Nos dedicamos a nutrir traumas.
Y a talar los folículos de donde broten raíces ancestrales.
¡Que aquí no entendemos ese afro!
Ni negociamos con hebras ensortijadas.
Nos nutrimos del olor a azufre rancio.
Que borra conciencias y calcina las pieles prietas.
“Aquí no vuelvo nunca…”, les increpé.
Porque en mí no hay nada dañado.
Lo que brota de mi cabeza es magia pura.
Pasado, presente y futuro interconectados.
En reverencia, orgullo y resistencia a las raíces cimarronas.
Cuando tenía cinco años, me negaron el servicio en un salón de belleza. Un sábado en la mañana, con el salón lleno de gente, le dijeron a mi mamá que no iban a atenderme porque “mi pelo era demasiado duro y difícil”. Recuerdo estar parada en el umbral de la puerta del establecimiento y agarrada de la mano de mi mamá. Ni tan siquiera nos dejaron entrar. Lo que mejor recuerdo son las cabezas -forradas de rolos con orejas tostadas debajo del calor de las secadoras- que se volteaban a ver la cabecita que había causado tal inconveniente.
El primer alisado me lo dieron pocos meses después, mientras cursaba la escuela elemental. Recuerdo el olor y el dolor. Mi cabecita olía a óxido, a combustión. En la noche, las hebras laceadas a la fuerza se me pegaban a las llagas que se formaban en mi cuero cabelludo. Todo parecía valer la pena, si el resultado final me acercaba a la melena invocada por aquella estilista, la que me caía por los hombros y se peinaba “fácil”.
En escuela intermedia, llevé rizos, pero “aplacados” a fuerza de “reverse”, un químico que se usaba para quitarle fuerza y vuelta a la onda. Así navegué la adolescencia, más parecida a mi versión de nacimiento, pero con fuerza diluida. Un compañero de clases, con un pronunciado frenillo, no perdía la oportunidad de llamarme “Uganda”. Así, igual que el país soberano situado en África oriental.
Tanto da la gota en la roca -o el insulto racista a la autoestima- que me volví a alisar.
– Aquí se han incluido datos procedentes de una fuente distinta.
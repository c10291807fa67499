// Licensed to the Apache Software Foundation (ASF) under one
// or more contributor license agreements.  See the NOTICE file
// distributed with this work for additional information
// regarding copyright ownership.  The ASF licenses this file
// to you under the Apache License, Version 2.0 (the
// "License"); you may not use this file except in compliance
// with the License.  You may obtain a copy of the License at
//
//   http://www.apache.org/licenses/LICENSE-2.0
//
// Unless required by applicable law or agreed to in writing,
// software distributed under the License is distributed on an
// "AS IS" BASIS, WITHOUT WARRANTIES OR CONDITIONS OF ANY
// KIND, either express or implied.  See the License for the
// specific language governing permissions and limitations
// under the License.
use std::collections::HashSet;
use std::sync::{Arc, Mutex};

use arrow::array::{ArrayRef, RecordBatch};
use arrow::buffer::Buffer;
use arrow::datatypes::SchemaRef;

use crate::runtime::mem_tracker::MemTracker;

/// A record batch plus the memory tracker currently charged for it.
///
/// The batch is cheap to clone (buffers are shared); accounting is shared by
/// clones and released once the last clone drops.
#[derive(Debug, Clone)]
pub struct Chunk {
    pub batch: RecordBatch,
    accounting: Option<Arc<ChunkAccounting>>,
}

impl Chunk {
    pub fn new(batch: RecordBatch) -> Self {
        Self {
            batch,
            accounting: None,
        }
    }

    /// Wrap `batch` and charge it to `tracker` immediately.
    pub fn new_tracked(batch: RecordBatch, tracker: &Arc<MemTracker>) -> Self {
        let mut chunk = Self::new(batch);
        chunk.transfer_to(tracker);
        chunk
    }

    pub fn schema(&self) -> SchemaRef {
        self.batch.schema()
    }

    pub fn len(&self) -> usize {
        self.batch.num_rows()
    }

    pub fn is_empty(&self) -> bool {
        self.batch.num_rows() == 0
    }

    pub fn columns(&self) -> &[ArrayRef] {
        self.batch.columns()
    }

    /// Zero-copy slice sharing this chunk's charge; the buffers stay charged
    /// until the last holder drops. The slice reports its row share of the charge.
    pub fn slice(&self, offset: usize, length: usize) -> Self {
        Self {
            batch: self.batch.slice(offset, length),
            accounting: self.accounting.clone(),
        }
    }

    /// Bytes charged (or that would be charged) for this chunk.
    ///
    /// A slice of a tracked chunk reports the charge pro rata by rows, so the
    /// slices of one charge never sum to more than the charge itself.
    pub fn logical_bytes(&self) -> usize {
        match self.accounting.as_ref() {
            Some(accounting) => accounting.share(self.len()),
            None => record_batch_bytes(&self.batch),
        }
    }

    pub fn tracker(&self) -> Option<Arc<MemTracker>> {
        self.accounting.as_ref().map(|a| a.tracker())
    }

    /// Move the charge for this chunk to `tracker` (charging it first if untracked).
    pub fn transfer_to(&mut self, tracker: &Arc<MemTracker>) {
        if let Some(accounting) = self.accounting.as_ref() {
            accounting.transfer_to(tracker);
            return;
        }
        let bytes = chunk_bytes_i64(&self.batch);
        if bytes <= 0 {
            return;
        }
        self.accounting = Some(Arc::new(ChunkAccounting::new(
            bytes,
            self.batch.num_rows(),
            tracker,
        )));
    }

    pub fn into_batch(self) -> RecordBatch {
        self.batch
    }
}

/// Estimate RecordBatch size by summing unique buffers inside the batch.
///
/// Buffers are de-duplicated only within one batch; slices sharing buffers
/// across batches are counted once per batch.
pub fn record_batch_bytes(batch: &RecordBatch) -> usize {
    let mut seen = HashSet::new();
    let mut total = 0usize;
    for column in batch.columns() {
        total = total.saturating_add(array_data_bytes(&column.to_data(), &mut seen));
    }
    total
}

fn array_data_bytes(data: &arrow::array::ArrayData, seen: &mut HashSet<usize>) -> usize {
    let mut total = 0usize;
    for buffer in data.buffers() {
        total = total.saturating_add(buffer_bytes(buffer, seen));
    }
    if let Some(nulls) = data.nulls() {
        total = total.saturating_add(buffer_bytes(nulls.buffer(), seen));
    }
    for child in data.child_data() {
        total = total.saturating_add(array_data_bytes(child, seen));
    }
    total
}

fn buffer_bytes(buffer: &Buffer, seen: &mut HashSet<usize>) -> usize {
    let ptr = buffer.data_ptr().as_ptr() as usize;
    if !seen.insert(ptr) {
        return 0;
    }
    buffer.capacity().max(buffer.len())
}

#[derive(Debug)]
struct ChunkAccounting {
    bytes: i64,
    /// Rows of the batch the charge was taken for.
    rows: usize,
    tracker: Mutex<Arc<MemTracker>>,
}

impl ChunkAccounting {
    fn new(bytes: i64, rows: usize, tracker: &Arc<MemTracker>) -> Self {
        tracker.consume(bytes);
        Self {
            bytes,
            rows,
            tracker: Mutex::new(Arc::clone(tracker)),
        }
    }

    fn transfer_to(&self, tracker: &Arc<MemTracker>) {
        let mut guard = self.tracker.lock().unwrap_or_else(|e| e.into_inner());
        if Arc::ptr_eq(&guard, tracker) {
            return;
        }
        guard.release(self.bytes);
        tracker.consume(self.bytes);
        *guard = Arc::clone(tracker);
    }

    fn share(&self, rows: usize) -> usize {
        let bytes = u128::try_from(self.bytes).unwrap_or(0);
        if rows >= self.rows || self.rows == 0 {
            return usize::try_from(bytes).unwrap_or(usize::MAX);
        }
        usize::try_from(bytes * rows as u128 / self.rows as u128).unwrap_or(usize::MAX)
    }

    fn tracker(&self) -> Arc<MemTracker> {
        let guard = self.tracker.lock().unwrap_or_else(|e| e.into_inner());
        Arc::clone(&guard)
    }
}

impl Drop for ChunkAccounting {
    fn drop(&mut self) {
        let guard = self.tracker.lock().unwrap_or_else(|e| e.into_inner());
        guard.release(self.bytes);
    }
}

fn chunk_bytes_i64(batch: &RecordBatch) -> i64 {
    i64::try_from(record_batch_bytes(batch)).unwrap_or(i64::MAX)
}

#[cfg(test)]
mod tests {
    use super::*;
    use arrow::array::{Int32Array, StringArray};
    use arrow::datatypes::{DataType, Field, Schema};

    fn batch() -> RecordBatch {
        let schema = Arc::new(Schema::new(vec![
            Field::new("a", DataType::Int32, true),
            Field::new("b", DataType::Utf8, true),
        ]));
        RecordBatch::try_new(
            schema,
            vec![
                Arc::new(Int32Array::from(vec![Some(1), None, Some(3)])),
                Arc::new(StringArray::from(vec!["x", "y", "z"])),
            ],
        )
        .expect("record batch")
    }

    #[test]
    fn accounting_follows_transfers_and_last_clone() {
        let upstream = MemTracker::new_root("upstream");
        let sort = MemTracker::new_root("sort");
        let chunk = Chunk::new_tracked(batch(), &upstream);
        let bytes = i64::try_from(chunk.logical_bytes()).expect("bytes");
        assert!(bytes > 0);
        assert_eq!(upstream.current(), bytes);

        let mut moved = chunk.clone();
        moved.transfer_to(&sort);
        assert_eq!(upstream.current(), 0);
        assert_eq!(sort.current(), bytes);

        drop(chunk);
        assert_eq!(sort.current(), bytes);
        drop(moved);
        assert_eq!(sort.current(), 0);
    }

    #[test]
    fn slice_shares_parent_charge() {
        let tracker = MemTracker::new_root("sort");
        let chunk = Chunk::new_tracked(batch(), &tracker);
        let charged = tracker.current();
        let slice = chunk.slice(1, 2);
        assert_eq!(slice.len(), 2);
        assert_eq!(tracker.current(), charged);
        assert!(Arc::ptr_eq(&slice.tracker().expect("tracked"), &tracker));
        drop(chunk);
        assert_eq!(tracker.current(), charged);
        drop(slice);
        assert_eq!(tracker.current(), 0);
    }

    #[test]
    fn slices_split_the_parent_charge_by_rows() {
        let tracker = MemTracker::new_root("sort");
        let values = (0..1000).collect::<Vec<i32>>();
        let schema = Arc::new(Schema::new(vec![Field::new("a", DataType::Int32, false)]));
        let batch = RecordBatch::try_new(schema, vec![Arc::new(Int32Array::from(values))])
            .expect("record batch");
        let chunk = Chunk::new_tracked(batch, &tracker);
        let charged = chunk.logical_bytes();
        assert_eq!(i64::try_from(charged).expect("bytes"), tracker.current());

        let slices = [chunk.slice(0, 400), chunk.slice(400, 400), chunk.slice(800, 200)];
        let total: usize = slices.iter().map(Chunk::logical_bytes).sum();
        assert!(total <= charged, "slices={total} charged={charged}");
        assert!(slices[0].logical_bytes() > slices[2].logical_bytes());
        assert_eq!(chunk.slice(0, 1000).logical_bytes(), charged);
    }
}
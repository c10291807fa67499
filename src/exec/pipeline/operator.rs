// Licensed to the Apache Software Foundation (ASF) under one
// or more contributor license agreements.  See the NOTICE file
// distributed with this work for additional information
// regarding copyright ownership.  The ASF licenses this file
// to you under the Apache License, Version 2.0 (the
// "License"); you may not use this file except in compliance
// with the License.  You may obtain a copy of the License at
//
//   http://www.apache.org/licenses/LICENSE-2.0
//
// Unless required by applicable law or agreed to in writing,
// software distributed under the License is distributed on an
// "AS IS" BASIS, WITHOUT WARRANTIES OR CONDITIONS OF ANY
// KIND, either express or implied.  See the License for the
// specific language governing permissions and limitations
// under the License.
//! Core operator traits and upstream signalling.
//!
//! Responsibilities:
//! - Defines the operator lifecycle contract shared by pull-driven operators.
//! - Defines the input iterator an operator pulls from and its outcome vocabulary.
//!
//! Key exported interfaces:
//! - Types: `Operator`, `SortInput`, `InputEvent`.
//!
//! Current limitations:
//! - Transient out-of-memory from upstream is a side channel, not an outcome.
//! - `NotYet` is surfaced to operators that cannot wait as an explicit error.

use crate::common::error::Result;
use crate::exec::chunk::Chunk;

/// One upstream pull outcome.
#[derive(Debug)]
pub enum InputEvent {
    /// A batch of rows. The first batch fixes the schema.
    Batch(Chunk),
    /// Upstream is exhausted.
    End,
    /// Upstream stopped (failure or cancellation elsewhere in the fragment).
    Stop,
    /// Upstream has nothing right now and would need to be polled again.
    NotYet,
}

/// Upstream iterator consumed by an operator.
pub trait SortInput: Send {
    fn next(&mut self) -> Result<InputEvent>;

    /// Whether upstream hit the memory limit since the last call. Reading clears it.
    fn take_memory_pressure(&mut self) -> bool {
        false
    }

    /// Propagate cancellation upstream.
    fn kill(&mut self) {}
}

impl<T: SortInput + ?Sized> SortInput for Box<T> {
    fn next(&mut self) -> Result<InputEvent> {
        (**self).next()
    }

    fn take_memory_pressure(&mut self) -> bool {
        (**self).take_memory_pressure()
    }

    fn kill(&mut self) {
        (**self).kill()
    }
}

/// Base operator contract.
pub trait Operator: Send {
    fn name(&self) -> &str;

    fn prepare(&mut self) -> Result<()> {
        Ok(())
    }

    fn close(&mut self) -> Result<()> {
        Ok(())
    }

    fn cancel(&mut self) {
        // Default: nothing to cancel.
    }

    fn is_finished(&self) -> bool {
        false
    }
}
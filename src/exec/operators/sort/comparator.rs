// Licensed to the Apache Software Foundation (ASF) under one
// or more contributor license agreements.  See the NOTICE file
// distributed with this work for additional information
// regarding copyright ownership.  The ASF licenses this file
// to you under the Apache License, Version 2.0 (the
// "License"); you may not use this file except in compliance
// with the License.  You may obtain a copy of the License at
//
//   http://www.apache.org/licenses/LICENSE-2.0
//
// Unless required by applicable law or agreed to in writing,
// software distributed under the License is distributed on an
// "AS IS" BASIS, WITHOUT WARRANTIES OR CONDITIONS OF ANY
// KIND, either express or implied.  See the License for the
// specific language governing permissions and limitations
// under the License.
//! Row comparator and row-copy routine for external sort.
//!
//! Responsibilities:
//! - Resolves the sort keys against an established schema once.
//! - Encodes sort keys into byte-comparable rows so that every comparison,
//!   within one batch or across batches, is a plain byte comparison.
//! - Copies winning rows of a merge into an output batch column-wise.
//!
//! Key exported interfaces:
//! - Types: `SortExpression`, `SortKeyExpr`, `RowComparator`, `ComparatorGenerator`.
//!
//! Current limitations:
//! - Sort keys are column references; computed keys must be projected upstream.

use std::cmp::Ordering;
use std::fmt;
use std::sync::Arc;

use arrow::array::{ArrayRef, RecordBatch};
use arrow::compute::SortOptions;
use arrow::datatypes::{DataType, Schema, SchemaRef};
use arrow::row::{Row, RowConverter, Rows, SortField};

use crate::common::error::{Result, SortError};
use crate::exec::selection::SelectionVector2;
use crate::exec::selection::hyper_batch::interleave_batches;

/// Width assumed for variable-width columns when sizing merge chunks.
const VARIABLE_WIDTH_ESTIMATE: usize = 50;

/// Reference to the column a sort key reads.
#[derive(Clone, Debug, PartialEq, Eq)]
pub enum SortKeyExpr {
    Column(String),
    ColumnIndex(usize),
}

impl SortKeyExpr {
    pub fn resolve(&self, schema: &Schema) -> Result<usize> {
        match self {
            SortKeyExpr::Column(name) => schema.index_of(name).map_err(|_| {
                SortError::SchemaChange(format!("sort key column '{name}' not found in {schema}"))
            }),
            SortKeyExpr::ColumnIndex(idx) if *idx < schema.fields().len() => Ok(*idx),
            SortKeyExpr::ColumnIndex(idx) => Err(SortError::SchemaChange(format!(
                "sort key column #{idx} out of range for {} columns",
                schema.fields().len()
            ))),
        }
    }
}

impl fmt::Display for SortKeyExpr {
    fn fmt(&self, f: &mut fmt::Formatter<'_>) -> fmt::Result {
        match self {
            SortKeyExpr::Column(name) => write!(f, "{name}"),
            SortKeyExpr::ColumnIndex(idx) => write!(f, "#{idx}"),
        }
    }
}

#[derive(Clone, Debug, PartialEq, Eq)]
pub struct SortExpression {
    pub key: SortKeyExpr,
    pub asc: bool,
    pub nulls_first: bool,
}

impl SortExpression {
    pub fn new(key: SortKeyExpr, asc: bool, nulls_first: bool) -> Self {
        Self {
            key,
            asc,
            nulls_first,
        }
    }

    /// Ascending, nulls last.
    pub fn asc(column: impl Into<String>) -> Self {
        Self::new(SortKeyExpr::Column(column.into()), true, false)
    }

    /// Descending, nulls first.
    pub fn desc(column: impl Into<String>) -> Self {
        Self::new(SortKeyExpr::Column(column.into()), false, true)
    }

    pub fn with_nulls_first(mut self, nulls_first: bool) -> Self {
        self.nulls_first = nulls_first;
        self
    }

    fn sort_options(&self) -> SortOptions {
        SortOptions {
            descending: !self.asc,
            nulls_first: self.nulls_first,
        }
    }
}

/// Builds the comparator for a newly established schema.
pub trait ComparatorGenerator: Send + Sync + fmt::Debug {
    fn generate(&self, schema: &SchemaRef, order_by: &[SortExpression]) -> Result<RowComparator>;
}

/// Default generator: one arrow `SortField` per key column.
#[derive(Clone, Copy, Debug, Default)]
pub struct ColumnComparatorGenerator;

impl ComparatorGenerator for ColumnComparatorGenerator {
    fn generate(&self, schema: &SchemaRef, order_by: &[SortExpression]) -> Result<RowComparator> {
        RowComparator::try_new(schema.clone(), order_by)
    }
}

/// Comparator plus copy routine for one fixed schema.
///
/// Keys of a batch are encoded once with [`RowComparator::encode_keys`]; the
/// resulting `Rows` compare with the sort keys' semantics:
/// keys left to right, direction per key, nulls placed per key.
#[derive(Debug)]
pub struct RowComparator {
    schema: SchemaRef,
    key_columns: Vec<usize>,
    converter: RowConverter,
    row_width: usize,
}

impl RowComparator {
    pub fn try_new(schema: SchemaRef, order_by: &[SortExpression]) -> Result<Self> {
        if order_by.is_empty() {
            return Err(SortError::Config(
                "external sort requires at least one order-by key".to_string(),
            ));
        }
        let mut key_columns = Vec::with_capacity(order_by.len());
        let mut fields = Vec::with_capacity(order_by.len());
        for expr in order_by {
            let idx = expr.key.resolve(schema.as_ref())?;
            let data_type = schema.field(idx).data_type().clone();
            key_columns.push(idx);
            fields.push(SortField::new_with_options(data_type, expr.sort_options()));
        }
        if !RowConverter::supports_fields(&fields) {
            let types = key_columns
                .iter()
                .map(|&idx| schema.field(idx).data_type().to_string())
                .collect::<Vec<_>>()
                .join(", ");
            return Err(SortError::SchemaChange(format!(
                "sort keys of type [{types}] are not comparable"
            )));
        }
        let converter = RowConverter::new(fields)
            .map_err(|e| SortError::SchemaChange(format!("build sort key comparator: {e}")))?;
        let row_width = estimate_row_width(schema.as_ref());
        Ok(Self {
            schema,
            key_columns,
            converter,
            row_width,
        })
    }

    pub fn schema(&self) -> &SchemaRef {
        &self.schema
    }

    pub fn num_keys(&self) -> usize {
        self.key_columns.len()
    }

    /// Estimated bytes per output row, used to size merge chunks.
    pub fn estimated_row_width(&self) -> usize {
        self.row_width
    }

    /// Encode the sort keys of `batch` into byte-comparable rows.
    pub fn encode_keys(&self, batch: &RecordBatch) -> Result<Rows> {
        if batch.schema().fields() != self.schema.fields() {
            return Err(SortError::SchemaChange(format!(
                "batch schema {} does not match established schema {}",
                batch.schema(),
                self.schema
            )));
        }
        let columns = self
            .key_columns
            .iter()
            .map(|&idx| Arc::clone(batch.column(idx)))
            .collect::<Vec<ArrayRef>>();
        Ok(self.converter.convert_columns(&columns)?)
    }

    /// Compare logical positions `left` and `right` of one batch ordered by `sv2`.
    pub fn compare_in_batch(
        &self,
        keys: &Rows,
        sv2: &SelectionVector2,
        left: usize,
        right: usize,
    ) -> Ordering {
        keys.row(sv2.get(left)).cmp(&keys.row(sv2.get(right)))
    }

    /// Compare rows located in two different batches.
    pub fn compare_across(&self, left: Row<'_>, right: Row<'_>) -> Ordering {
        left.cmp(&right)
    }

    /// Append the rows named by `(batch, row)` pairs, in order, into one batch.
    pub fn copy_rows(
        &self,
        batches: &[&RecordBatch],
        indices: &[(usize, usize)],
    ) -> Result<RecordBatch> {
        Ok(interleave_batches(
            &self.schema,
            batches.iter().copied(),
            indices,
        )?)
    }
}

fn estimate_row_width(schema: &Schema) -> usize {
    schema
        .fields()
        .iter()
        .map(|field| match field.data_type() {
            DataType::Null => 0,
            DataType::Boolean => 1,
            other => other.primitive_width().unwrap_or(VARIABLE_WIDTH_ESTIMATE),
        })
        .sum::<usize>()
        .max(1)
}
Desde los diecinueve años hasta los treinta y nueve, llevé el pelo alisado, con químico, blower y plancha. Casi por veinte años.
A los 40 años -recién cumplidos- decidí conocer mi cabello. Esta decisión no fue precedida por ninguna crisis. Fue una decisión que tomé en calma en toda la calma que se adquiere cuando una ya sabe quién es y le importa poco lo que digan las demás personas. El cuero endurecido por los años y los químicos pagó dividendos inesperados. Cortar “lo lacio” y esperar por mi rizo natural fue un proceso de descubrimiento y de mucha paciencia, desesperos y autocompasión.
Ahora sé que tengo tres tipos de rizo sobre mis hombros: uno más suave y otros dos bien apretaditos como tornillos. Transitar los procesos de no saber qué productos usar para cuidarlo, peinarlo, lavarlo hasta descubrir los cuidados específicos que necesita para dar su mejor presencia. También reconocer que, la mayoría de las veces, mi pelo hará lo que le dé la gana y que eso es una maravilla.
¿Lo mejor de todo? Que mi hija pueda testificar, sin lugar a dudas, que heredó el cabello de su mamá y de su abuela y su bisabuela. Nunca olvidaré su reacción el día en que le conté que decidí dejarlo rizo. Sus ojitos se prendieron como dos soles.
A las madres-padres-abuelas-tías de crías con pelo rizo les imploro: acéptenles y ámenles exactamente como son. Aprendan lo que tengan que aprender. Olviden lo que tengan que olvidar. Desaprendan lo que les toque desaprender. Enséñenles que no es saludable -ni necesario- dejarse llevar por los prejuicios de la sociedad y valídenles la noción de que llevar el cabello natural, tal cual brota de sus cabezas, es bello. Motívenles a que se acepten y disfruten la experiencia de tener el cabello afrorizado con la plena conciencia de que ello no implica desventaja alguna, que vean lo maravilloso de sus marantas.
Cuarenta años después, es que puedo responder a la experiencia de aquel sábado en la mañana de la mano de mi mamá. Pues sí… Conocí mi cabello por primera vez a los cuarenta años. Y, aunque nos encontramos tarde, nos hemos aprendido a amar y nos vamos a adorar por lo que nos quede de vida.